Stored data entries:
use crate::{solver::SolverControl, Dim};

/// Preconditioner used by the conjugate gradient solver.
#[derive(Debug, Clone, Copy, PartialEq)]
pub enum PreconditionerKind {
  Identity,
  Jacobi,
  Ssor { relaxation: f64 },
}
impl Default for PreconditionerKind {
  fn default() -> Self {
    Self::Ssor { relaxation: 1.2 }
  }
}

/// Parameters of a clamped elasticity run on a box.
#[derive(Debug, Clone, PartialEq)]
pub struct ElasticityConfig {
  pub dim: Dim,
  /// The domain is the hyper cube $[left, right]^d$.
  pub left: f64,
  pub right: f64,
  pub nrefinements: usize,
  pub degree: usize,
  pub mu: f64,
  pub lambda: f64,
  pub solver: SolverControl,
  pub preconditioner: PreconditionerKind,
}

impl Default for ElasticityConfig {
  fn default() -> Self {
    Self {
      dim: 2,
      left: -1.0,
      right: 1.0,
      nrefinements: 4,
      degree: 2,
      mu: 1.0,
      lambda: 1e7,
      solver: SolverControl::default(),
      preconditioner: PreconditionerKind::default(),
    }
  }
}

impl ElasticityConfig {
  pub fn with_dim(mut self, dim: Dim) -> Self {
    self.dim = dim;
    self
  }
  pub fn with_domain(mut self, left: f64, right: f64) -> Self {
    self.left = left;
    self.right = right;
    self
  }
  pub fn with_refinements(mut self, nrefinements: usize) -> Self {
    self.nrefinements = nrefinements;
    self
  }
  pub fn with_degree(mut self, degree: usize) -> Self {
    self.degree = degree;
    self
  }
  pub fn with_lame(mut self, mu: f64, lambda: f64) -> Self {
    self.mu = mu;
    self.lambda = lambda;
    self
  }
  pub fn with_solver(mut self, solver: SolverControl) -> Self {
    self.solver = solver;
    self
  }
  pub fn with_preconditioner(mut self, preconditioner: PreconditionerKind) -> Self {
    self.preconditioner = preconditioner;
    self
  }
}
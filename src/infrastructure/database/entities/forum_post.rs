use sea_orm::entity::prelude::*;
use serde::{Deserialize, Serialize};

#[derive(Clone, Debug, PartialEq, Eq, DeriveEntityModel, Serialize, Deserialize)]
#[sea_orm(table_name = "forum_posts")]
pub struct Model {
    #[sea_orm(primary_key, auto_increment = false)]
    pub id: String,
    pub course_id: String,
    pub author_id: String,
    pub title: String,
    #[sea_orm(column_type = "Text")]
    pub body: String,
    pub upvotes: i32,
    #[sea_orm(nullable)]
    pub best_reply_id: Option<String>,
    pub is_pinned: bool,
    pub created_at: DateTimeUtc,
    pub updated_at: DateTimeUtc,
}

#[derive(Copy, Clone, Debug, EnumIter, DeriveRelation)]
pub enum Relation {
    #[sea_orm(
        belongs_to = "super::course::Entity",
        from = "Column::CourseId",
        to = "super::course::Column::Id",
        on_delete = "Cascade"
    )]
    Course,
    #[sea_orm(has_many = "super::forum_reply::Entity")]
    Replies,
}

impl Related<super::forum_reply::Entity> for Entity {
    fn to() -> RelationDef {
        Relation::Replies.def()
    }
}

impl ActiveModelBehavior for ActiveModel {}
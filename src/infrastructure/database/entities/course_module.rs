use sea_orm::entity::prelude::*;
use serde::{Deserialize, Serialize};

#[derive(Clone, Debug, PartialEq, Eq, DeriveEntityModel, Serialize, Deserialize)]
#[sea_orm(table_name = "course_modules")]
pub struct Model {
    #[sea_orm(primary_key, auto_increment = false)]
    pub id: String,
    pub course_id: String,
    pub title: String,
    pub position: i32,
    pub created_at: DateTimeUtc,
}

#[derive(Copy, Clone, Debug, EnumIter, DeriveRelation)]
pub enum Relation {
    #[sea_orm(
        belongs_to = "super::course::Entity",
        from = "Column::CourseId",
        to = "super::course::Column::Id",
        on_delete = "Cascade"
    )]
    Course,
    #[sea_orm(has_many = "super::lesson::Entity")]
    Lessons,
}

impl Related<super::course::Entity> for Entity {
    fn to() -> RelationDef {
        Relation::Course.def()
    }
}

impl Related<super::lesson::Entity> for Entity {
    fn to() -> RelationDef {
        Relation::Lessons.def()
    }
}

impl ActiveModelBehavior for ActiveModel {}
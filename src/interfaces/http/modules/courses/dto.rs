//! Course catalog DTOs

use serde::Deserialize;
use utoipa::{IntoParams, ToSchema};
use validator::Validate;

use crate::application::services::courses::{CourseChanges, LessonChanges, NewCourse, NewLesson};
use crate::domain::course::CourseLevel;
use crate::domain::monetization::MonetizationType;
use crate::interfaces::http::common::{parse_enum, ApiError};

#[derive(Debug, Deserialize, ToSchema, Validate)]
pub struct CreateCourseRequest {
    #[validate(length(min = 1, max = 200))]
    pub title: String,
    pub description: Option<String>,
    pub category: Option<String>,
    /// BEGINNER (default), INTERMEDIATE or ADVANCED
    pub level: Option<String>,
    #[validate(length(min = 2, max = 10))]
    #[serde(default = "default_language")]
    pub language: String,
    #[validate(range(min = 0))]
    #[serde(default)]
    pub price_cents: i64,
    #[validate(length(equal = 3))]
    #[serde(default = "default_currency")]
    pub currency: String,
    /// FREE, PREMIUM (default when priced) or SUBSCRIPTION
    pub monetization_type: Option<String>,
    #[validate(range(min = 1))]
    pub capacity: Option<i32>,
    #[validate(url)]
    pub thumbnail_url: Option<String>,
}

fn default_language() -> String {
    "en".to_string()
}

fn default_currency() -> String {
    "USD".to_string()
}

impl CreateCourseRequest {
    pub fn into_new_course(self) -> Result<NewCourse, ApiError> {
        let level = match self.level.as_deref() {
            Some(raw) => parse_enum::<CourseLevel>(raw)?,
            None => CourseLevel::Beginner,
        };
        let monetization_type = match self.monetization_type.as_deref() {
            Some(raw) => parse_enum::<MonetizationType>(raw)?,
            None if self.price_cents > 0 => MonetizationType::Premium,
            None => MonetizationType::Free,
        };
        Ok(NewCourse {
            title: self.title,
            description: self.description,
            category: self.category,
            level,
            language: self.language,
            price_cents: self.price_cents,
            currency: self.currency.to_uppercase(),
            monetization_type,
            capacity: self.capacity,
            thumbnail_url: self.thumbnail_url,
        })
    }
}

#[derive(Debug, Deserialize, ToSchema, Validate)]
pub struct UpdateCourseRequest {
    #[validate(length(min = 1, max = 200))]
    pub title: Option<String>,
    pub description: Option<String>,
    pub category: Option<String>,
    pub level: Option<String>,
    pub language: Option<String>,
    #[validate(range(min = 0))]
    pub price_cents: Option<i64>,
    /// Set to a positive number to cap enrollments
    #[validate(range(min = 1))]
    pub capacity: Option<i32>,
    /// Remove the enrollment cap
    #[serde(default)]
    pub unlimited_capacity: bool,
    #[validate(url)]
    pub thumbnail_url: Option<String>,
}

impl UpdateCourseRequest {
    pub fn into_changes(self) -> Result<CourseChanges, ApiError> {
        let capacity = if self.unlimited_capacity {
            Some(None)
        } else {
            self.capacity.map(Some)
        };
        Ok(CourseChanges {
            title: self.title,
            description: self.description,
            category: self.category,
            level: self.level.as_deref().map(parse_enum::<CourseLevel>).transpose()?,
            language: self.language,
            price_cents: self.price_cents,
            capacity,
            thumbnail_url: self.thumbnail_url,
        })
    }
}

#[derive(Debug, Deserialize, IntoParams)]
pub struct ListCoursesParams {
    /// DRAFT, PUBLISHED (default) or ARCHIVED
    pub status: Option<String>,
    pub category: Option<String>,
    pub level: Option<String>,
    pub teacher_id: Option<String>,
    /// Substring of the title
    pub search: Option<String>,
    #[serde(default = "default_page")]
    pub page: u32,
    #[serde(default = "default_limit")]
    pub limit: u32,
}

fn default_page() -> u32 {
    1
}

fn default_limit() -> u32 {
    20
}

#[derive(Debug, Deserialize, ToSchema, Validate)]
pub struct CreateModuleRequest {
    #[validate(length(min = 1, max = 200))]
    pub title: String,
}

#[derive(Debug, Deserialize, ToSchema, Validate)]
pub struct CreateLessonRequest {
    #[validate(length(min = 1, max = 200))]
    pub title: String,
    pub content: Option<String>,
    /// Stream video uid
    pub video_uid: Option<String>,
    #[validate(url)]
    pub video_url: Option<String>,
    #[validate(range(min = 0))]
    #[serde(default)]
    pub duration_seconds: i32,
    #[serde(default)]
    pub is_preview: bool,
    /// Price when sold on its own; 0 means not sold separately
    #[validate(range(min = 0))]
    #[serde(default)]
    pub price_cents: i64,
}

impl From<CreateLessonRequest> for NewLesson {
    fn from(r: CreateLessonRequest) -> Self {
        Self {
            title: r.title,
            content: r.content,
            video_uid: r.video_uid,
            video_url: r.video_url,
            duration_seconds: r.duration_seconds,
            is_preview: r.is_preview,
            price_cents: r.price_cents,
        }
    }
}

#[derive(Debug, Deserialize, ToSchema, Validate)]
pub struct UpdateLessonRequest {
    #[validate(length(min = 1, max = 200))]
    pub title: Option<String>,
    pub content: Option<String>,
    pub video_uid: Option<String>,
    #[validate(url)]
    pub video_url: Option<String>,
    #[validate(range(min = 0))]
    pub duration_seconds: Option<i32>,
    pub is_preview: Option<bool>,
    #[validate(range(min = 0))]
    pub price_cents: Option<i64>,
}

impl From<UpdateLessonRequest> for LessonChanges {
    fn from(r: UpdateLessonRequest) -> Self {
        Self {
            title: r.title,
            content: r.content,
            video_uid: r.video_uid,
            video_url: r.video_url,
            duration_seconds: r.duration_seconds,
            is_preview: r.is_preview,
            price_cents: r.price_cents,
        }
    }
}

#[derive(Debug, Deserialize, ToSchema, Validate)]
pub struct ReorderLessonsRequest {
    /// Every lesson id of the module, in the new order
    #[validate(length(min = 1))]
    pub lesson_ids: Vec<String>,
}

#[derive(Debug, Deserialize, ToSchema, Validate)]
pub struct SetMonetizationRequest {
    /// FREE, PREMIUM or SUBSCRIPTION
    #[validate(length(min = 1))]
    pub monetization_type: String,
    #[validate(range(min = 0))]
    pub price_cents: Option<i64>,
}
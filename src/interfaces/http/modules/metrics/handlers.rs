use axum::{extract::State, http::header, response::IntoResponse};
use metrics_exporter_prometheus::PrometheusHandle;

#[derive(Clone)]
pub struct MetricsState {
    pub handle: PrometheusHandle,
}

/// `GET /metrics`, Prometheus text exposition format. Not authenticated.
pub async fn prometheus_metrics(State(state): State<MetricsState>) -> impl IntoResponse {
    (
        [(header::CONTENT_TYPE, "text/plain; version=0.0.4; charset=utf-8")],
        state.handle.render(),
    )
}
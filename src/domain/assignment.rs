use chrono::{DateTime, Utc};
use sea_orm::entity::prelude::*;
use serde::{Deserialize, Serialize};

use crate::shared::errors::{DomainError, DomainResult};

#[derive(Debug, Clone, Copy, PartialEq, Eq, EnumIter, DeriveActiveEnum, Serialize, Deserialize)]
#[sea_orm(rs_type = "String", db_type = "String(StringLen::N(16))")]
#[serde(rename_all = "SCREAMING_SNAKE_CASE")]
pub enum SubmissionStatus {
    #[sea_orm(string_value = "SUBMITTED")]
    Submitted,
    #[sea_orm(string_value = "GRADED")]
    Graded,
    #[sea_orm(string_value = "RETURNED")]
    Returned,
}

impl std::fmt::Display for SubmissionStatus {
    fn fmt(&self, f: &mut std::fmt::Formatter<'_>) -> std::fmt::Result {
        f.write_str(match self {
            Self::Submitted => "SUBMITTED",
            Self::Graded => "GRADED",
            Self::Returned => "RETURNED",
        })
    }
}

impl SubmissionStatus {
    /// Students may resubmit until a grade is recorded.
    pub fn accepts_resubmission(&self) -> bool {
        !matches!(self, Self::Graded)
    }
}

pub fn is_late(due_at: Option<DateTime<Utc>>, submitted_at: DateTime<Utc>) -> bool {
    due_at.is_some_and(|due| submitted_at > due)
}

pub fn validate_grade(points: i32, max_points: i32) -> DomainResult<()> {
    if (0..=max_points).contains(&points) {
        Ok(())
    } else {
        Err(DomainError::validation(format!(
            "Points must be between 0 and {}",
            max_points
        )))
    }
}

#[cfg(test)]
mod tests {
    use super::*;
    use chrono::Duration;

    #[test]
    fn late_only_after_due() {
        let now = Utc::now();
        assert!(is_late(Some(now - Duration::hours(1)), now));
        assert!(!is_late(Some(now + Duration::hours(1)), now));
        assert!(!is_late(None, now));
    }

    #[test]
    fn grade_bounds() {
        assert!(validate_grade(0, 10).is_ok());
        assert!(validate_grade(10, 10).is_ok());
        assert!(validate_grade(11, 10).is_err());
        assert!(validate_grade(-1, 10).is_err());
    }

    #[test]
    fn graded_is_final() {
        assert!(SubmissionStatus::Returned.accepts_resubmission());
        assert!(!SubmissionStatus::Graded.accepts_resubmission());
    }
}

Your objective:
Say how many lines in the records above hold "LessonChanges", and give no other text.

Your response:
2